use std::fmt;

#[derive(Debug, Clone, PartialEq, Eq, thiserror::Error)]
#[error("{kind}: {message}")]
pub struct TransportError {
    pub kind: FailureKind,
    pub message: String,
}

impl TransportError {
    pub(crate) fn new(kind: FailureKind, message: impl Into<String>) -> Self {
        Self {
            kind,
            message: message.into(),
        }
    }
}

#[derive(Debug, Clone, PartialEq, Eq)]
pub enum FailureKind {
    InvalidUrl,
    HttpStatus(u16),
    Timeout,
    Network,
    Decode,
}

impl fmt::Display for FailureKind {
    fn fmt(&self, f: &mut fmt::Formatter<'_>) -> fmt::Result {
        match self {
            FailureKind::InvalidUrl => write!(f, "invalid url"),
            FailureKind::HttpStatus(code) => write!(f, "http status {code}"),
            FailureKind::Timeout => write!(f, "timeout"),
            FailureKind::Network => write!(f, "network error"),
            FailureKind::Decode => write!(f, "malformed response"),
        }
    }
}
//! Relay engine: HTTP transport and effect execution.
mod chat;
mod consumer;
mod engine;
mod http;
mod ingest;
mod options;
mod types;

pub use chat::{ChatTransport, ChunkStream};
pub use consumer::{ExchangeObserver, StreamConsumer};
pub use engine::EngineHandle;
pub use http::{BackendSettings, HttpBackend};
pub use ingest::IngestionClient;
pub use options::OptionFetcher;
pub use types::{FailureKind, TransportError};
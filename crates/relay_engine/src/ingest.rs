use engine_logging::engine_info;
use relay_core::IngestionRequest;

use crate::http::{check_status, map_reqwest_error, HttpBackend};
use crate::TransportError;

#[async_trait::async_trait]
pub trait IngestionClient: Send + Sync {
    /// Submits once; failures are reported, never retried.
    async fn submit(&self, request: &IngestionRequest) -> Result<(), TransportError>;
}

#[async_trait::async_trait]
impl IngestionClient for HttpBackend {
    async fn submit(&self, request: &IngestionRequest) -> Result<(), TransportError> {
        let mut url = self.endpoint(&["api", "mattermost", "ingest"]);
        url.query_pairs_mut().extend_pairs(request.query_pairs());

        engine_info!("POST {}", url);
        let response = self.client.post(url).send().await.map_err(map_reqwest_error)?;
        check_status(&response)
    }
}
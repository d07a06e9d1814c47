use std::sync::Arc;
use std::time::Instant;

use engine_logging::{engine_debug, engine_warn};
use relay_core::{AlertToken, Effect, FetchRequest, IngestionRequest, Msg, ScheduledExpiry};
use tokio::sync::mpsc::UnboundedSender;
use tokio::task::JoinHandle;

use crate::{IngestionClient, OptionFetcher};

/// Executes core effects and reports their outcomes as messages.
///
/// Must be used from within a tokio runtime. Fetches run concurrently and
/// complete in any order; ordering is restored by the core's ticket checks.
pub struct EngineHandle {
    options: Arc<dyn OptionFetcher>,
    ingestion: Arc<dyn IngestionClient>,
    msg_tx: UnboundedSender<Msg>,
    alert_timer: Option<(AlertToken, JoinHandle<()>)>,
}

impl EngineHandle {
    pub fn new(
        options: Arc<dyn OptionFetcher>,
        ingestion: Arc<dyn IngestionClient>,
        msg_tx: UnboundedSender<Msg>,
    ) -> Self {
        Self {
            options,
            ingestion,
            msg_tx,
            alert_timer: None,
        }
    }

    pub fn enqueue(&mut self, effects: Vec<Effect>) {
        for effect in effects {
            match effect {
                Effect::FetchOptions(request) => self.fetch_options(request),
                Effect::SubmitIngestion(request) => self.submit_ingestion(request),
                Effect::ScheduleAlertExpiry(expiry) => self.schedule_alert(expiry),
                Effect::CancelAlertExpiry { token } => self.cancel_alert(token),
            }
        }
    }

    fn fetch_options(&self, request: FetchRequest) {
        engine_debug!(
            "FetchOptions stage={} ticket={} parent={:?}",
            request.stage,
            request.ticket,
            request.parent_key
        );
        let fetcher = self.options.clone();
        let msg_tx = self.msg_tx.clone();
        tokio::spawn(async move {
            let result = fetcher
                .fetch_options(request.stage, request.parent_key.as_deref())
                .await
                .map_err(|err| err.to_string());
            let _ = msg_tx.send(Msg::OptionsLoaded {
                stage: request.stage,
                ticket: request.ticket,
                parent_key: request.parent_key,
                result,
                at: Instant::now(),
            });
        });
    }

    fn submit_ingestion(&self, request: IngestionRequest) {
        let client = self.ingestion.clone();
        let msg_tx = self.msg_tx.clone();
        tokio::spawn(async move {
            let result = client.submit(&request).await.map_err(|err| {
                engine_warn!("Ingestion of {} failed: {}", request.channel_id, err);
                err.to_string()
            });
            let _ = msg_tx.send(Msg::IngestionFinished {
                result,
                at: Instant::now(),
            });
        });
    }

    /// Keeps exactly one pending expiry; a new alert aborts the old timer.
    fn schedule_alert(&mut self, expiry: ScheduledExpiry) {
        if let Some((_, handle)) = self.alert_timer.take() {
            handle.abort();
        }
        let msg_tx = self.msg_tx.clone();
        let handle = tokio::spawn(async move {
            tokio::time::sleep(expiry.after).await;
            let _ = msg_tx.send(Msg::AlertExpired {
                token: expiry.token,
            });
        });
        self.alert_timer = Some((expiry.token, handle));
    }

    fn cancel_alert(&mut self, token: AlertToken) {
        if let Some((pending, handle)) = self.alert_timer.take() {
            if pending == token {
                handle.abort();
            } else {
                self.alert_timer = Some((pending, handle));
            }
        }
    }

    pub fn has_pending_alert(&self) -> bool {
        self.alert_timer
            .as_ref()
            .is_some_and(|(_, handle)| !handle.is_finished())
    }
}

impl Drop for EngineHandle {
    fn drop(&mut self) {
        if let Some((_, handle)) = self.alert_timer.take() {
            handle.abort();
        }
    }
}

**TASK GOAL**
Go through the data above and find the lines with the word "stage". Copy each of those lines.

**SOLUTION FOR THIS TASK**
            "FetchOptions stage={} ticket={} parent={:?}",
            request.stage,
                .fetch_options(request.stage, request.parent_key.as_deref())
                stage: request.stage,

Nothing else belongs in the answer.